Shweyga Mullah sat timidly in the ambulance, without saying a word, but her expressive brown eyes shone sadly through her burnt skin, projecting the tale of her cruel torture under the Gaddafi family.

The 30-year-old Ethiopian nanny, who arrived in Malta from Misurata yesterday, worked for one of the sons of Libyan dictator Muammar Gaddafi. She suffered burns all over her body when her “master’s” wife poured boiling water over her head because she refused to beat his daughter.

Ms Mullah will be treated for her burns and injuries at Mater Dei Hospital.

Wearing a blue surgical cap over her bandaged head, she slowly walked off the private chartered plane with the assistance of a nurse and headed towards the ambulance that waited for her on the runway.

Despite her scalded skin, her once untainted beauty still seeped through her scarred face.

“She’s a very reserved and very quiet person. She’s been through quite a lot as one can imagine,” said the defence director at the Office of the Prime Minister, Vanessa Frazier, who was on the same flight.

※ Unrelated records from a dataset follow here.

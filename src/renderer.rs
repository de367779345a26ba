use ratatui::Frame;
use ratatui::layout::{Constraint, Flex, Layout, Rect};
use ratatui::style::{Color, Modifier, Style};
use ratatui::widgets::Block;

use crate::config::{
    GLYPH_APPLE, GLYPH_BODY_HORIZONTAL, GLYPH_BODY_VERTICAL, GLYPH_CORNER_DOWN_LEFT,
    GLYPH_CORNER_DOWN_RIGHT, GLYPH_CORNER_UP_LEFT, GLYPH_CORNER_UP_RIGHT, GLYPH_HEAD_DOWN,
    GLYPH_HEAD_LEFT, GLYPH_HEAD_RIGHT, GLYPH_HEAD_UP, GridSize, PALETTE,
};
use crate::game::{SessionStatus, Snapshot};
use crate::input::Heading;
use crate::snake::{Position, SegmentOrientation};
use crate::ui::hud::render_hud;
use crate::ui::menu::render_pause_menu;

/// Renders the full frame from an immutable snapshot.
///
/// Every grid cell is `tile_width` terminal columns wide so the board looks
/// roughly square in a typical terminal font.
pub fn render(frame: &mut Frame<'_>, snapshot: &Snapshot, tile_width: u16) {
    let area = frame.area();
    let play_area = render_hud(frame, area, snapshot);
    let board_area = board_rect(play_area, snapshot.bounds, tile_width);

    let block = Block::bordered().border_style(Style::new().fg(PALETTE.border_fg));
    let inner = block.inner(board_area);
    frame.render_widget(block, board_area);

    let board = BoardGeometry {
        inner,
        bounds: snapshot.bounds,
        tile_width,
    };
    render_background(frame, &board);
    render_apples(frame, &board, snapshot);
    render_snake(frame, &board, snapshot);

    if snapshot.status == SessionStatus::Paused {
        render_pause_menu(frame, play_area);
    }
}

#[derive(Debug, Clone, Copy)]
struct BoardGeometry {
    inner: Rect,
    bounds: GridSize,
    tile_width: u16,
}

impl BoardGeometry {
    fn cell_origin(&self, position: Position) -> Option<(u16, u16)> {
        if !position.is_within_bounds(self.bounds) {
            return None;
        }

        let column = u16::try_from(position.x).ok()?;
        let row = u16::try_from(position.y).ok()?;

        let x = self
            .inner
            .x
            .saturating_add(column.saturating_mul(self.tile_width));
        let y = self.inner.y.saturating_add(row);
        if x >= self.inner.right() || y >= self.inner.bottom() {
            return None;
        }

        Some((x, y))
    }

    /// Writes `glyph` followed by `pad` into the cell, clipped to the board.
    fn paint(
        &self,
        frame: &mut Frame<'_>,
        position: Position,
        glyph: &str,
        pad: &str,
        style: Style,
    ) {
        let Some((x, y)) = self.cell_origin(position) else {
            return;
        };

        let buffer = frame.buffer_mut();
        buffer.set_string(x, y, glyph, style);
        for offset in 1..self.tile_width {
            let column = x.saturating_add(offset);
            if column >= self.inner.right() {
                break;
            }
            buffer.set_string(column, y, pad, style);
        }
    }
}

fn board_rect(play_area: Rect, bounds: GridSize, tile_width: u16) -> Rect {
    let width = bounds.width.saturating_mul(tile_width).saturating_add(2);
    let height = bounds.height.saturating_add(2);

    let [row] = Layout::vertical([Constraint::Length(height)])
        .flex(Flex::Center)
        .areas(play_area);
    let [board] = Layout::horizontal([Constraint::Length(width)])
        .flex(Flex::Center)
        .areas(row);
    board
}

fn tile_color(position: Position) -> Color {
    if (position.x + position.y) % 2 == 1 {
        PALETTE.tile_dark
    } else {
        PALETTE.tile_light
    }
}

fn render_background(frame: &mut Frame<'_>, board: &BoardGeometry) {
    for y in 0..i32::from(board.bounds.height) {
        for x in 0..i32::from(board.bounds.width) {
            let position = Position { x, y };
            let style = Style::new().bg(tile_color(position));
            board.paint(frame, position, " ", " ", style);
        }
    }
}

fn render_apples(frame: &mut Frame<'_>, board: &BoardGeometry, snapshot: &Snapshot) {
    for apple in &snapshot.apples {
        let style = Style::new().fg(PALETTE.apple).bg(tile_color(*apple));
        board.paint(frame, *apple, GLYPH_APPLE, " ", style);
    }
}

fn render_snake(frame: &mut Frame<'_>, board: &BoardGeometry, snapshot: &Snapshot) {
    let last = snapshot.body.len().saturating_sub(1);

    for (index, segment) in snapshot.body.iter().enumerate() {
        let position = segment.position;
        let background = tile_color(position);

        if index == last {
            let style = Style::new()
                .fg(PALETTE.snake_head)
                .bg(background)
                .add_modifier(Modifier::BOLD);
            let glyph = head_glyph(segment.orientation.exit());
            board.paint(frame, position, glyph, " ", style);
            continue;
        }

        let color = if index == 0 {
            PALETTE.snake_tail
        } else {
            PALETTE.snake_body
        };
        let style = Style::new().fg(color).bg(background);
        let pad = if connects_right(segment.orientation) {
            GLYPH_BODY_HORIZONTAL
        } else {
            " "
        };
        board.paint(frame, position, body_glyph(segment.orientation), pad, style);
    }
}

fn head_glyph(heading: Heading) -> &'static str {
    match heading {
        Heading::Up => GLYPH_HEAD_UP,
        Heading::Right => GLYPH_HEAD_RIGHT,
        Heading::Down => GLYPH_HEAD_DOWN,
        Heading::Left => GLYPH_HEAD_LEFT,
    }
}

/// Sides of the cell a segment connects to: where it came in and where it
/// goes out.
fn connected_sides(orientation: SegmentOrientation) -> (Heading, Heading) {
    (orientation.entry().opposite(), orientation.exit())
}

fn connects_right(orientation: SegmentOrientation) -> bool {
    let (from, to) = connected_sides(orientation);
    from == Heading::Right || to == Heading::Right
}

fn body_glyph(orientation: SegmentOrientation) -> &'static str {
    if !orientation.is_corner() {
        return if orientation.exit().is_horizontal() {
            GLYPH_BODY_HORIZONTAL
        } else {
            GLYPH_BODY_VERTICAL
        };
    }

    let (from, to) = connected_sides(orientation);
    let vertical = if from.is_horizontal() { to } else { from };
    let horizontal = if from.is_horizontal() { from } else { to };
    match (vertical, horizontal) {
        (Heading::Up, Heading::Left) => GLYPH_CORNER_UP_LEFT,
        (Heading::Up, _) => GLYPH_CORNER_UP_RIGHT,
        (_, Heading::Left) => GLYPH_CORNER_DOWN_LEFT,
        _ => GLYPH_CORNER_DOWN_RIGHT,
    }
}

Ms Frazier said the chartered flight had gone to Libya with a delegation of Maltese people. The point of the trip was to help the new Libyan government re-open their seaports and airports to commercial traffic and there were no set plans to bring Ms Mullah to Malta on the return flight.

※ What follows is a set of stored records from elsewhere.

//! FOMO windows
//!
//! Time-limited engagement windows. The one non-trivial client-side
//! validation in the system lives here: a window's duration must fall
//! within 5 minutes to 48 hours, inclusive, checked before any create or
//! update request is sent.

use crate::client::ApiClient;
use crate::envelope;
use crate::error::{RequestError, Result};
use crate::normalize::calendar_date;
use crate::resources::to_body;
use chrono::DateTime;
use serde::{Deserialize, Serialize};
use serde_json::Value;

/// Rejection message for an out-of-bounds window duration.
pub const DURATION_MESSAGE: &str = "Window must be between 5 minutes and 48 hours long";

const MIN_DURATION_SECS: i64 = 5 * 60;
const MAX_DURATION_SECS: i64 = 48 * 60 * 60;

/// Lifecycle of a window.
#[derive(Debug, Clone, Copy, PartialEq, Eq, Serialize, Deserialize)]
#[serde(rename_all = "snake_case")]
pub enum WindowStatus {
    Active,
    Scheduled,
    Ended,
    Disabled,
}

impl WindowStatus {
    pub fn as_str(&self) -> &'static str {
        match self {
            Self::Active => "active",
            Self::Scheduled => "scheduled",
            Self::Ended => "ended",
            Self::Disabled => "disabled",
        }
    }
}

/// A FOMO window row.
#[derive(Debug, Clone, PartialEq, Serialize, Deserialize)]
#[serde(rename_all = "camelCase")]
pub struct FomoWindow {
    pub id: String,
    pub name: String,
    pub description: String,
    pub status: WindowStatus,
    pub start_date: String,
    pub end_date: String,
    pub max_posts_per_user: Option<u32>,
    pub posts_created: u64,
    pub users_participated: u64,
}

/// Payload for creating a window. Times are full RFC 3339 instants; the
/// duration gate runs on them before the request goes out.
#[derive(Debug, Clone, Serialize)]
#[serde(rename_all = "camelCase")]
pub struct WindowDraft {
    pub title: String,
    #[serde(skip_serializing_if = "Option::is_none")]
    pub description: Option<String>,
    pub start_time: String,
    pub end_time: String,
    #[serde(skip_serializing_if = "Option::is_none")]
    pub max_posts_per_user: Option<u32>,
}

/// Partial update; only the supplied fields are sent.
#[derive(Debug, Clone, Default, Serialize)]
#[serde(rename_all = "camelCase")]
pub struct WindowPatch {
    #[serde(skip_serializing_if = "Option::is_none")]
    pub title: Option<String>,
    #[serde(skip_serializing_if = "Option::is_none")]
    pub description: Option<String>,
    #[serde(skip_serializing_if = "Option::is_none")]
    pub start_time: Option<String>,
    #[serde(skip_serializing_if = "Option::is_none")]
    pub end_time: Option<String>,
    #[serde(skip_serializing_if = "Option::is_none")]
    pub max_posts_per_user: Option<u32>,
}

/// Whether `end - start` lies within the allowed window duration.
///
/// Unparseable instants fail the check: the same rejection the operator
/// would get for an out-of-range duration, rather than a request the
/// server bounces with a less specific error.
pub fn duration_in_bounds(start_time: &str, end_time: &str) -> bool {
    let (Ok(start), Ok(end)) = (
        DateTime::parse_from_rfc3339(start_time),
        DateTime::parse_from_rfc3339(end_time),
    ) else {
        return false;
    };

    let seconds = (end - start).num_seconds();
    (MIN_DURATION_SECS..=MAX_DURATION_SECS).contains(&seconds)
}

fn check_duration(start_time: &str, end_time: &str) -> Result<()> {
    if duration_in_bounds(start_time, end_time) {
        Ok(())
    } else {
        Err(RequestError::new(DURATION_MESSAGE))
    }
}

#[derive(Debug, Clone, Default, Deserialize)]
#[serde(rename_all = "camelCase")]
struct WindowStatsWire {
    #[serde(default)]
    post_count: u64,
    #[serde(default)]
    participant_count: u64,
}

#[derive(Debug, Deserialize)]
#[serde(rename_all = "camelCase")]
struct WindowWire {
    id: String,
    #[serde(default)]
    title: String,
    description: Option<String>,
    status: WindowStatus,
    #[serde(default)]
    start_time: String,
    #[serde(default)]
    end_time: String,
    max_posts_per_user: Option<u32>,
    #[serde(default)]
    stats: WindowStatsWire,
}

impl WindowWire {
    fn into_view(self) -> FomoWindow {
        FomoWindow {
            id: self.id,
            name: self.title,
            description: self.description.unwrap_or_default(),
            status: self.status,
            start_date: calendar_date(&self.start_time),
            end_date: calendar_date(&self.end_time),
            max_posts_per_user: self.max_posts_per_user,
            posts_created: self.stats.post_count,
            users_participated: self.stats.participant_count,
        }
    }
}

/// List all windows.
pub async fn windows(api: &ApiClient) -> Result<Vec<FomoWindow>> {
    let payload = api.get("/fomo/admin/windows").await?;
    let rows: Vec<WindowWire> = envelope::data(payload)?;
    Ok(rows.into_iter().map(WindowWire::into_view).collect())
}

/// Create a window. Fails client-side when the duration is out of
/// bounds.
pub async fn create(api: &ApiClient, draft: &WindowDraft) -> Result<()> {
    check_duration(&draft.start_time, &draft.end_time)?;
    api.post("/fomo/admin/windows", &to_body(draft)?).await?;
    Ok(())
}

/// Update a window. The duration gate runs when both instants are part
/// of the patch.
pub async fn update(api: &ApiClient, id: &str, patch: &WindowPatch) -> Result<()> {
    if let (Some(start), Some(end)) = (patch.start_time.as_deref(), patch.end_time.as_deref()) {
        check_duration(start, end)?;
    }
    api.patch(&format!("/fomo/admin/windows/{id}"), &to_body(patch)?)
        .await?;
    Ok(())
}

/// Delete a window.
pub async fn delete(api: &ApiClient, id: &str) -> Result<()> {
    api.delete(&format!("/fomo/admin/windows/{id}")).await?;
    Ok(())
}

/// Fetch the analytics blob for one window.
///
/// The payload has no stable contract; it is rendered verbatim by the
/// analytics dialog, so it stays an untyped value.
pub async fn analytics(api: &ApiClient, id: &str) -> Result<Value> {
    api.get(&format!("/fomo/admin/windows/{id}/analytics"))
        .await
}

She said the government had been working on trying to bring her to Malta for treatment for several weeks. Following consultations with Ms Mullah’s doctors, it was decided that she be brought to Malta yesterday.

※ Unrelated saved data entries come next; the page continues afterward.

//! User administration
//!
//! Listing, profile lookup, and the status/verification actions. The
//! optimistic cache patch for a status action is the pure
//! [`apply_action`] so the store and the server-confirmed path share one
//! derivation.

use crate::client::ApiClient;
use crate::envelope::{self, Page};
use crate::error::Result;
use crate::normalize::{calendar_date, calendar_date_opt, first_non_empty};
use serde::{Deserialize, Serialize};
use serde_json::json;

/// Account status vocabulary. Backend and UI agree on this one, so the
/// mapping table is the identity.
#[derive(Debug, Clone, Copy, PartialEq, Eq, Serialize, Deserialize)]
#[serde(rename_all = "snake_case")]
pub enum UserStatus {
    Active,
    Inactive,
    Suspended,
}

impl UserStatus {
    pub fn as_str(&self) -> &'static str {
        match self {
            Self::Active => "active",
            Self::Inactive => "inactive",
            Self::Suspended => "suspended",
        }
    }

    /// Backend query-parameter value for this status.
    pub fn backend(&self) -> &'static str {
        self.as_str()
    }

    pub fn from_backend(s: &str) -> Self {
        match s {
            "inactive" => Self::Inactive,
            "suspended" => Self::Suspended,
            "active" => Self::Active,
            other => {
                tracing::warn!("unknown user status {:?}, treating as active", other);
                Self::Active
            }
        }
    }
}

/// Admin action on a user account.
#[derive(Debug, Clone, Copy, PartialEq, Eq)]
pub enum UserAction {
    Ban,
    Suspend,
    Restrict,
    Unban,
    Unsuspend,
    Unrestrict,
    Verify,
    Unverify,
}

impl UserAction {
    pub fn as_str(&self) -> &'static str {
        match self {
            Self::Ban => "ban",
            Self::Suspend => "suspend",
            Self::Restrict => "restrict",
            Self::Unban => "unban",
            Self::Unsuspend => "unsuspend",
            Self::Unrestrict => "unrestrict",
            Self::Verify => "verify",
            Self::Unverify => "unverify",
        }
    }
}

/// User row as rendered by the accounts table.
#[derive(Debug, Clone, PartialEq, Serialize, Deserialize)]
#[serde(rename_all = "camelCase")]
pub struct User {
    pub id: String,
    pub username: String,
    pub email: String,
    pub status: UserStatus,
    pub posts_count: u64,
    pub comments_count: u64,
    pub verified: bool,
    /// Calendar date, `YYYY-MM-DD`.
    pub join_date: String,
}

/// Profile detail opened from a user row.
#[derive(Debug, Clone, PartialEq, Serialize, Deserialize)]
#[serde(rename_all = "camelCase")]
pub struct UserProfile {
    pub id: String,
    pub username: String,
    pub email: String,
    pub phone_number: String,
    pub education: String,
    pub work: String,
    pub anonymous_id: String,
    pub verified: bool,
    pub join_date: String,
}

/// Payload for a status/verification action.
#[derive(Debug, Clone, Default)]
pub struct StatusUpdate {
    pub reason: Option<String>,
    pub suspended_until: Option<String>,
}

/// The new status a deterministic action yields, applied to cached rows
/// before the round trip completes. Verification actions toggle the
/// badge without touching status.
pub fn apply_action(user: &mut User, action: UserAction) {
    match action {
        UserAction::Ban | UserAction::Suspend => user.status = UserStatus::Suspended,
        UserAction::Restrict => user.status = UserStatus::Inactive,
        UserAction::Unban | UserAction::Unsuspend | UserAction::Unrestrict => {
            user.status = UserStatus::Active
        }
        UserAction::Verify => user.verified = true,
        UserAction::Unverify => user.verified = false,
    }
}

#[derive(Debug, Deserialize)]
#[serde(rename_all = "camelCase")]
struct UserWire {
    id: String,
    #[serde(default)]
    username: String,
    #[serde(default)]
    email: String,
    #[serde(default)]
    status: String,
    #[serde(default)]
    posts_count: u64,
    #[serde(default)]
    comments_count: u64,
    #[serde(default)]
    verified: bool,
    #[serde(default)]
    join_date: String,
}

impl UserWire {
    fn into_view(self) -> User {
        User {
            id: self.id,
            username: self.username,
            email: self.email,
            status: UserStatus::from_backend(&self.status),
            posts_count: self.posts_count,
            comments_count: self.comments_count,
            verified: self.verified,
            join_date: calendar_date(&self.join_date),
        }
    }
}

#[derive(Debug, Deserialize)]
#[serde(rename_all = "camelCase")]
struct ProfileWire {
    id: Option<String>,
    #[serde(rename = "_id")]
    legacy_id: Option<String>,
    username: Option<String>,
    display_name: Option<String>,
    #[serde(default)]
    email: String,
    phone_number: Option<String>,
    education: Option<String>,
    work: Option<String>,
    anonymous_id: Option<String>,
    #[serde(default)]
    is_verified: bool,
    created_at: Option<String>,
}

/// List users with optional search text and status filter.
pub async fn list(
    api: &ApiClient,
    page: u64,
    limit: u64,
    search: Option<&str>,
    status: Option<UserStatus>,
) -> Result<Page<User>> {
    let mut params = vec![("page", page.to_string()), ("limit", limit.to_string())];
    if let Some(search) = search.filter(|s| !s.is_empty()) {
        params.push(("search", search.to_string()));
    }
    if let Some(status) = status {
        params.push(("status", status.backend().to_string()));
    }

    let payload = api.get_with_params("/user/admin/users", &params).await?;
    let (rows, meta) = envelope::list::<UserWire>(payload)?;
    Ok(Page::new(
        rows.into_iter().map(UserWire::into_view).collect(),
        meta,
    ))
}

/// Fetch the profile detail for one user.
///
/// The detail endpoint is older than the list endpoint and leaks legacy
/// field names; every fallback here mirrors what it actually returns.
pub async fn profile(api: &ApiClient, user_id: &str) -> Result<UserProfile> {
    let payload = api.get(&format!("/user/user-details/{user_id}")).await?;
    let wire: ProfileWire = envelope::data(payload)?;

    Ok(UserProfile {
        id: wire
            .id
            .filter(|s| !s.is_empty())
            .or(wire.legacy_id.filter(|s| !s.is_empty()))
            .unwrap_or_else(|| user_id.to_string()),
        username: first_non_empty(&[wire.username.as_deref(), wire.display_name.as_deref()], "")
            .to_string(),
        email: wire.email,
        phone_number: wire.phone_number.unwrap_or_default(),
        education: wire.education.unwrap_or_default(),
        work: wire.work.unwrap_or_default(),
        anonymous_id: wire.anonymous_id.unwrap_or_default(),
        verified: wire.is_verified,
        join_date: calendar_date_opt(wire.created_at.as_deref()),
    })
}

/// Apply a status/verification action server-side.
pub async fn update_status(
    api: &ApiClient,
    user_id: &str,
    action: UserAction,
    update: &StatusUpdate,
) -> Result<()> {
    let mut body = json!({ "action": action.as_str() });
    if let Some(reason) = update.reason.as_deref() {
        body["reason"] = json!(reason);
    }
    if let Some(until) = update.suspended_until.as_deref() {
        body["suspendedUntil"] = json!(until);
    }

    api.patch(&format!("/user/admin/users/{user_id}/status"), &body)
        .await?;
    Ok(())
}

“She was very gracious (during the flight)... She was very emotional about leaving Libya because it’s a chapter in her life that is closing.... She is grateful that she is being given the opportunity to start a new life and be given the medical treatment she deserves that includes plastic surgery and psychological assistance,” Ms Frazier said.

She said Ms Mullah did not have travelling documents but, with the help of the US Embassy in Malta, the Maltese government applied for a passport for her through the Ethiopian Embassy in Cairo. The passport was on its way to Malta.

Asked if Ms Mullah would be granted asylum, Ms Frazier said it was entirely her choice whether or not to apply. CNN reported that Ms Mullah would like to go home to her family in Ethiopia.

Her blistered body became a shocking but familiar site around the world when she described her ordeal on CNN in August.

A year ago, Ms Mullah left her home country to work as a nanny with the young daughter and son of Hannibal Gaddafi and his wife Aline Skaf. Shortly after rebels took over Tripoli, she was found abandoned in a room at one of the family’s luxury seaside villas in the west of the capital. Her entire body was covered in “weeping scabs” after she was scalded by the wife.

Ms Mullah told CNN the wife, an aspiring model, lost her temper when her daughter would not stop crying and she refused to beat the child. “She took me to a bathroom. She tied my hands behind my back and tied my feet. She taped my mouth and she started pouring boiling water on my head,” CNN reported her saying, adding that Ms Mullah was burned on two occasions.